Data entries:
• • • • • • •

use crate::payment_processor::FailureKind;
use crate::processor_type::ProcessorType;
use serde::Serialize;
use std::fmt;
use std::sync::atomic::{AtomicU64, Ordering};

#[derive(Debug, Clone, Copy, PartialEq, Eq)]
pub enum AbandonReason {
    RetriesExhausted,
    RetryQueueClosed,
    Shutdown,
}

impl fmt::Display for AbandonReason {
    fn fmt(&self, f: &mut fmt::Formatter<'_>) -> fmt::Result {
        match self {
            AbandonReason::RetriesExhausted => write!(f, "retries exhausted"),
            AbandonReason::RetryQueueClosed => write!(f, "retry queue closed"),
            AbandonReason::Shutdown => write!(f, "shutdown"),
        }
    }
}

/// Counters every dispatch stage reports through. Injected, never global.
pub trait DispatchMetrics: Send + Sync {
    fn payment_accepted(&self);
    fn payment_rejected(&self);
    fn forward_succeeded(&self, processor: ProcessorType);
    fn forward_failed(&self, processor: ProcessorType, kind: &FailureKind);
    fn retry_scheduled(&self, attempt: u32);
    fn payment_abandoned(&self, reason: AbandonReason);
    fn ledger_write_failed(&self, entries: usize);
}

#[derive(Debug, Clone, Default, PartialEq, Eq, Serialize)]
#[serde(rename_all = "camelCase")]
pub struct MetricsSnapshot {
    pub accepted: u64,
    pub rejected: u64,
    pub succeeded_default: u64,
    pub succeeded_fallback: u64,
    pub failed_default: u64,
    pub failed_fallback: u64,
    pub timeouts: u64,
    pub retries_scheduled: u64,
    pub abandoned_exhausted: u64,
    pub abandoned_queue_closed: u64,
    pub abandoned_shutdown: u64,
    pub ledger_write_failures: u64,
}

impl MetricsSnapshot {
    pub fn abandoned(&self) -> u64 {
        self.abandoned_exhausted + self.abandoned_queue_closed + self.abandoned_shutdown
    }

    pub fn succeeded(&self) -> u64 {
        self.succeeded_default + self.succeeded_fallback
    }

    pub fn failed(&self) -> u64 {
        self.failed_default + self.failed_fallback
    }
}

#[derive(Debug, Default)]
pub struct AtomicMetrics {
    accepted: AtomicU64,
    rejected: AtomicU64,
    succeeded: [AtomicU64; 2],
    failed: [AtomicU64; 2],
    timeouts: AtomicU64,
    retries_scheduled: AtomicU64,
    abandoned_exhausted: AtomicU64,
    abandoned_queue_closed: AtomicU64,
    abandoned_shutdown: AtomicU64,
    ledger_write_failures: AtomicU64,
}

impl AtomicMetrics {
    pub fn new() -> Self {
        Self::default()
    }

    pub fn snapshot(&self) -> MetricsSnapshot {
        let load = |c: &AtomicU64| c.load(Ordering::Relaxed);
        MetricsSnapshot {
            accepted: load(&self.accepted),
            rejected: load(&self.rejected),
            succeeded_default: load(&self.succeeded[ProcessorType::Default.index()]),
            succeeded_fallback: load(&self.succeeded[ProcessorType::Fallback.index()]),
            failed_default: load(&self.failed[ProcessorType::Default.index()]),
            failed_fallback: load(&self.failed[ProcessorType::Fallback.index()]),
            timeouts: load(&self.timeouts),
            retries_scheduled: load(&self.retries_scheduled),
            abandoned_exhausted: load(&self.abandoned_exhausted),
            abandoned_queue_closed: load(&self.abandoned_queue_closed),
            abandoned_shutdown: load(&self.abandoned_shutdown),
            ledger_write_failures: load(&self.ledger_write_failures),
        }
    }
}

impl DispatchMetrics for AtomicMetrics {
    fn payment_accepted(&self) {
        self.accepted.fetch_add(1, Ordering::Relaxed);
    }

    fn payment_rejected(&self) {
        self.rejected.fetch_add(1, Ordering::Relaxed);
    }

    fn forward_succeeded(&self, processor: ProcessorType) {
        self.succeeded[processor.index()].fetch_add(1, Ordering::Relaxed);
    }

    fn forward_failed(&self, processor: ProcessorType, kind: &FailureKind) {
        self.failed[processor.index()].fetch_add(1, Ordering::Relaxed);
        if matches!(kind, FailureKind::Timeout) {
            self.timeouts.fetch_add(1, Ordering::Relaxed);
        }
    }

    fn retry_scheduled(&self, _attempt: u32) {
        self.retries_scheduled.fetch_add(1, Ordering::Relaxed);
    }

    fn payment_abandoned(&self, reason: AbandonReason) {
        let counter = match reason {
            AbandonReason::RetriesExhausted => &self.abandoned_exhausted,
            AbandonReason::RetryQueueClosed => &self.abandoned_queue_closed,
            AbandonReason::Shutdown => &self.abandoned_shutdown,
        };
        counter.fetch_add(1, Ordering::Relaxed);
    }

    fn ledger_write_failed(&self, entries: usize) {
        self.ledger_write_failures
            .fetch_add(entries as u64, Ordering::Relaxed);
    }
}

• • • • • • •

## WHAT TO DO
Filter the entries down to the lines that hold "Clone". Copy those lines.

## EXPECTED ANSWER
#[derive(Debug, Clone, Copy, PartialEq, Eq)]
#[derive(Debug, Clone, Default, PartialEq, Eq, Serialize)]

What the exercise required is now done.